There meanwhile appears no lasting impression, among this cohort of supporters, of the May 1976 encounter between the West Indies (w) led by Trini Louis Browne vs Australia (W) at Montego Bay in Jamaica. The first ever by a West Indies (w) team.
Much has since happened to render it unsurprising that “cricket lovers” would not have noted with much enthusiasm (if at all) the West Indies’ (w) face-saving win over Scotland on October 6 at the Cricket World Cup – the very day Faf du Plessis’ SLK beat Imran Tahir’s GAW at the CPL T20 final in Guyana.
Apart from the fact that CPL does not present country versus country contests, the mismatch between things “Caribbean” and “the West Indies” has more than once been noted here.
In this regard, I am again interested to know about the keenness with which the recently completed Clive Lloyd and Deryck Murray Caricom Report on “West Indies cricket” will be received when it reaches brutally disinterested ministerial desks in Port-au-Prince, Belmopan, Nassau, and Paramaribo.

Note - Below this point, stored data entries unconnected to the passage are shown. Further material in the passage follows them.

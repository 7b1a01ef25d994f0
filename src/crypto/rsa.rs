//! RSA operations
//!
//! Signing and decryption using the `rsa` crate, plus the byte formats
//! the card stores keys in. Private key material is kept as
//! `e_len(2) || e || p_len(2) || p || q_len(2) || q`; the public part as
//! `n_len(2) || n || e_len(2) || e`, all lengths big-endian.

use rsa::{BigUint, Pkcs1v15Encrypt, Pkcs1v15Sign, RsaPrivateKey};

/// RSA operation errors
#[derive(Debug)]
pub enum RsaError {
    InvalidKey(String),
    InvalidData(String),
    SigningFailed(String),
    DecryptionFailed(String),
}

/// RSA operations
pub struct RsaOperations;

impl RsaOperations {
    /// Reconstruct a private key from stored `e || p || q` material
    pub fn decode_private_key(material: &[u8]) -> Result<RsaPrivateKey, RsaError> {
        let (e, offset) = Self::read_component(material, 0)?;
        let (p, offset) = Self::read_component(material, offset)?;
        let (q, offset) = Self::read_component(material, offset)?;
        if offset != material.len() {
            return Err(RsaError::InvalidKey(format!(
                "{} trailing bytes after q",
                material.len() - offset
            )));
        }

        RsaPrivateKey::from_p_q(
            BigUint::from_bytes_be(&p),
            BigUint::from_bytes_be(&q),
            BigUint::from_bytes_be(&e),
        )
        .map_err(|e| RsaError::InvalidKey(e.to_string()))
    }

    /// Sign a DigestInfo with PKCS#1 v1.5.
    ///
    /// The caller supplies the complete DigestInfo; the padding step adds
    /// only the `00 01 FF.. 00` frame.
    pub fn sign(key: &RsaPrivateKey, digest_info: &[u8]) -> Result<Vec<u8>, RsaError> {
        key.sign(Pkcs1v15Sign::new_unprefixed(), digest_info)
            .map_err(|e| RsaError::SigningFailed(e.to_string()))
    }

    /// Decrypt a PKCS#1 v1.5 ciphertext
    pub fn decrypt(key: &RsaPrivateKey, ciphertext: &[u8]) -> Result<Vec<u8>, RsaError> {
        key.decrypt(Pkcs1v15Encrypt, ciphertext)
            .map_err(|e| RsaError::DecryptionFailed(e.to_string()))
    }

    /// Encode private key material from its components
    pub fn encode_private(e: &[u8], p: &[u8], q: &[u8]) -> Vec<u8> {
        let mut out = Vec::with_capacity(e.len() + p.len() + q.len() + 6);
        for part in [e, p, q] {
            out.extend_from_slice(&(part.len() as u16).to_be_bytes());
            out.extend_from_slice(part);
        }
        out
    }

    /// Encode a public key from its components
    pub fn encode_public(n: &[u8], e: &[u8]) -> Vec<u8> {
        let mut out = Vec::with_capacity(n.len() + e.len() + 4);
        for part in [n, e] {
            out.extend_from_slice(&(part.len() as u16).to_be_bytes());
            out.extend_from_slice(part);
        }
        out
    }

    /// Modulus bytes of an encoded public key
    pub fn modulus(public: &[u8]) -> Option<Vec<u8>> {
        let (n, _) = Self::read_component(public, 0).ok()?;
        Some(n)
    }

    /// Exponent bytes of an encoded public key
    pub fn exponent(public: &[u8]) -> Option<Vec<u8>> {
        let (_, offset) = Self::read_component(public, 0).ok()?;
        let (e, _) = Self::read_component(public, offset).ok()?;
        Some(e)
    }

    /// Read one length-prefixed component starting at `offset`
    fn read_component(data: &[u8], offset: usize) -> Result<(Vec<u8>, usize), RsaError> {
        if offset + 2 > data.len() {
            return Err(RsaError::InvalidData("missing component length".into()));
        }
        let len = u16::from_be_bytes([data[offset], data[offset + 1]]) as usize;
        let start = offset + 2;
        if start + len > data.len() {
            return Err(RsaError::InvalidData(format!(
                "component of {} bytes exceeds buffer",
                len
            )));
        }
        Ok((data[start..start + len].to_vec(), start + len))
    }
}

#[cfg(test)]
mod tests {
    use super::*;
    use rand::rngs::OsRng;
    use rsa::traits::{PrivateKeyParts, PublicKeyParts};
    use rsa::RsaPublicKey;

    fn test_key() -> RsaPrivateKey {
        RsaPrivateKey::new(&mut OsRng, 1024).unwrap()
    }

    fn material_of(key: &RsaPrivateKey) -> Vec<u8> {
        let primes = key.primes();
        RsaOperations::encode_private(
            &key.e().to_bytes_be(),
            &primes[0].to_bytes_be(),
            &primes[1].to_bytes_be(),
        )
    }

    #[test]
    fn test_decode_roundtrip() {
        let key = test_key();
        let decoded = RsaOperations::decode_private_key(&material_of(&key)).unwrap();
        assert_eq!(decoded.n(), key.n());
        assert_eq!(decoded.e(), key.e());
    }

    #[test]
    fn test_sign_digest_info() {
        let key = test_key();
        // SHA-1 DigestInfo prefix plus a 20-byte digest, 35 bytes total
        let mut digest_info = vec![
            0x30, 0x21, 0x30, 0x09, 0x06, 0x05, 0x2B, 0x0E, 0x03, 0x02, 0x1A, 0x05, 0x00,
            0x04, 0x14,
        ];
        digest_info.extend_from_slice(&[0xA5; 20]);

        let sig = RsaOperations::sign(&key, &digest_info).unwrap();
        assert_eq!(sig.len(), 128);

        // Verify by recovering the padded block with the public key
        let m = BigUint::from_bytes_be(&sig);
        let recovered = m.modpow(key.e(), key.n()).to_bytes_be();
        assert!(recovered.ends_with(&digest_info));
    }

    #[test]
    fn test_decrypt() {
        let key = test_key();
        let public = RsaPublicKey::from(&key);
        let ciphertext = public
            .encrypt(&mut OsRng, Pkcs1v15Encrypt, b"attack at dawn")
            .unwrap();
        assert_eq!(
            RsaOperations::decrypt(&key, &ciphertext).unwrap(),
            b"attack at dawn"
        );
    }

    #[test]
    fn test_public_components() {
        let key = test_key();
        let public = RsaOperations::encode_public(&key.n().to_bytes_be(), &key.e().to_bytes_be());
        assert_eq!(RsaOperations::modulus(&public).unwrap(), key.n().to_bytes_be());
        assert_eq!(RsaOperations::exponent(&public).unwrap(), key.e().to_bytes_be());
    }

    #[test]
    fn test_decode_truncated() {
        let key = test_key();
        let material = material_of(&key);
        assert!(RsaOperations::decode_private_key(&material[..material.len() - 1]).is_err());
    }
}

The report follows last April’s Caricom Regional Cricket Conference held in T&T and hosted by PM Rowley. Since then, the region has again hosted a flag-waving Caribbean Premier League – “T-Twenny cricket,” to quote one commentator – everything “branded” for maximum returns. A six is no longer merely a six but now a mis-named “maximum” (since we know that more than six runs can be scored off a single ball … but who cares?)

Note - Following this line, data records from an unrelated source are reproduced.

//! TCP bridge to the token worker
//!
//! Serves the card over a local socket for testing with host-side
//! tools. Frames are a 4-byte big-endian length followed by a one-byte
//! message type and the message body:
//!
//! - 0x01: command APDU; the reply body is the response APDU
//! - 0x04: reset the card session
//! - 0x06: presence probe
//!
//! Every reply starts with a status byte (0x00 ok, 0x01 error).
//! Connections are served one at a time; commands execute strictly in
//! arrival order.

use std::io::{Read, Write};
use std::net::{TcpListener, TcpStream};

use log::{info, warn};

use pgptoken::card::DataStore;
use pgptoken::worker::TokenWorker;

const MSG_APDU: u8 = 0x01;
const MSG_RESET: u8 = 0x04;
const MSG_PRESENCE: u8 = 0x06;

const STATUS_OK: u8 = 0x00;
const STATUS_ERROR: u8 = 0x01;

fn main() {
    env_logger::init();

    let addr = std::env::args()
        .nth(1)
        .or_else(|| std::env::var("PGPTOKEN_LISTEN").ok())
        .unwrap_or_else(|| "127.0.0.1:9999".to_string());

    let mut store = DataStore::new(None);
    store.load();
    let worker = TokenWorker::spawn(store);

    let listener = match TcpListener::bind(&addr) {
        Ok(listener) => listener,
        Err(e) => {
            eprintln!("cannot listen on {}: {}", addr, e);
            std::process::exit(1);
        }
    };
    info!("listening on {}", addr);

    for stream in listener.incoming() {
        match stream {
            Ok(stream) => {
                if let Err(e) = serve(stream, &worker) {
                    warn!("connection ended: {}", e);
                }
            }
            Err(e) => warn!("accept failed: {}", e),
        }
    }
}

fn serve(mut stream: TcpStream, worker: &TokenWorker) -> std::io::Result<()> {
    let peer = stream.peer_addr()?;
    info!("client connected: {}", peer);

    loop {
        let mut len_bytes = [0u8; 4];
        if stream.read_exact(&mut len_bytes).is_err() {
            info!("client disconnected: {}", peer);
            return Ok(());
        }
        let len = u32::from_be_bytes(len_bytes) as usize;

        let mut message = vec![0u8; len];
        stream.read_exact(&mut message)?;

        let reply = match message.split_first() {
            Some((&MSG_APDU, apdu)) => match worker.transmit(apdu) {
                Some(response) => {
                    let mut reply = Vec::with_capacity(1 + response.len());
                    reply.push(STATUS_OK);
                    reply.extend_from_slice(&response);
                    reply
                }
                None => vec![STATUS_ERROR],
            },
            Some((&MSG_RESET, _)) => {
                if worker.reset() {
                    vec![STATUS_OK]
                } else {
                    vec![STATUS_ERROR]
                }
            }
            Some((&MSG_PRESENCE, _)) => vec![STATUS_OK],
            _ => vec![STATUS_ERROR],
        };

        stream.write_all(&(reply.len() as u32).to_be_bytes())?;
        stream.write_all(&reply)?;
        stream.flush()?;
    }
}
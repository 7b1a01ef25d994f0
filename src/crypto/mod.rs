//! Cryptographic operations
//!
//! The primitives the command core orchestrates: RSA sign/decrypt, SHA-1
//! keystring derivation, and the AES keystring wrap protecting private
//! keys at rest.

pub mod hash;
pub mod rsa;
pub mod wrap;

pub use self::hash::{HashOperations, KEYSTRING_MD_SIZE};
pub use self::rsa::{RsaError, RsaOperations};
pub use self::wrap::{KeyWrap, WrapError};
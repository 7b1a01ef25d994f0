//! Card state, wrapped keys and persistence
//!
//! The data-object store of the token: a tag-addressed, persistent state
//! that the command handlers read and write, including the three wrapped
//! private keys.

pub mod keys;
pub mod state;
pub mod storage;

pub use keys::{
    change_keystring, Credential, KeyError, KeyMigration, KeyPurpose, PrivateKeyRecord,
};
pub use state::{
    CardState, CardholderData, KeystringRecord, FACTORY_PW1, FACTORY_PW3, PW_MAX_ERRORS,
};
pub use storage::{DataStore, StoreError};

This is not cricket for those who only know about cricket. It is a grand show not to be casually dismissed by “cricket lovers” who preferred Garry’s upturned collar and baggy pants and Wesley’s (Hall, of course) unbuttoned shirt and rolled up sleeves.
We have lived to hear Gavaskar and others declare the physical superiority of “the shorter game” that has brought greater athleticism, an expanded variety of shots, and an enhanced range between “slow” and “fast” bowling.

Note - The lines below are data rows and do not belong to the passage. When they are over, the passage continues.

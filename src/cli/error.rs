//! CLI error types and conversions

use crate::config::ConfigError;
use crate::registry::RegistryError;
use crate::sink::SinkError;
use crate::state::StateError;
use crate::sync::SyncError;

/// CLI errors
#[derive(Debug, thiserror::Error)]
pub enum CliError {
    /// Configuration error
    #[error("configuration error: {0}")]
    ConfigError(#[from] ConfigError),

    /// Registry error
    #[error("registry error: {0}")]
    RegistryError(#[from] RegistryError),

    /// State error
    #[error("state error: {0}")]
    StateError(#[from] StateError),

    /// Sink error
    #[error("sink error: {0}")]
    SinkError(#[from] SinkError),

    /// Sync error
    #[error("sync error: {0}")]
    SyncError(#[from] SyncError),

    /// Invalid argument
    #[error("invalid argument: {0}")]
    InvalidArgument(String),

    /// One or more streams failed
    #[error("{failed} of {total} streams failed")]
    StreamsFailed {
        /// Streams that ended in error
        failed: usize,
        /// Streams attempted
        total: usize,
    },
}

Today we also know that the statelessness of cricket teams in most instances defines at least the short-term financial viability of the game. It is here that national flags, and the people waving them, serve merely as props and extras - colourful backdrops for exciting, lucrative eyeballs and ears.
Quick, you patriotic types. Tell me which team won CPL 2024. Simple. Now, give me the date for the first game to be played by T&T in the 50 Over Super Cup. If you know the answer to the second question, do you have a national flag ready for flying?
Okay, so we are talking about 20 overs and not 50. T-Twenny as in the first financially viable, Caribbean country-based encounters in 2006. By June 11, 2008, and inspired by its success, convicted Antigua-based, US swindler Allen Stanford was landing a helicopter packed with what was supposed to be a handsome stash of cash at Lord’s cricket ground. That “cash” turned out to be fake $1 bills. Somebody quipped that the game of cricket had been purchased.
I recently retweeted a post in which someone was wondering whether, in a Texas prison, a cellmate has long grown tired of hearing about the time his now half-blind companion “owned” West Indies Cricket.
Such have been the undulating fortunes of a sport that will now appear in its truncated version in the 2028 Olympics – most likely minus a “West Indies” M or w team. Or could it be there will be a West Indies Olympic team?
Comrade Fazeer meanwhile appears doubtful that the CPL version can ride out its current term of dominance, not in a prison cell but against the limits of challenged bank accounts. In my case, I think “West Indies (M)” cricket’s final innings closed long ago, at the failing of CWI lights. Money will be made otherwise.
Maybe the lights will eventually come back on. Look around now and tell me what you see.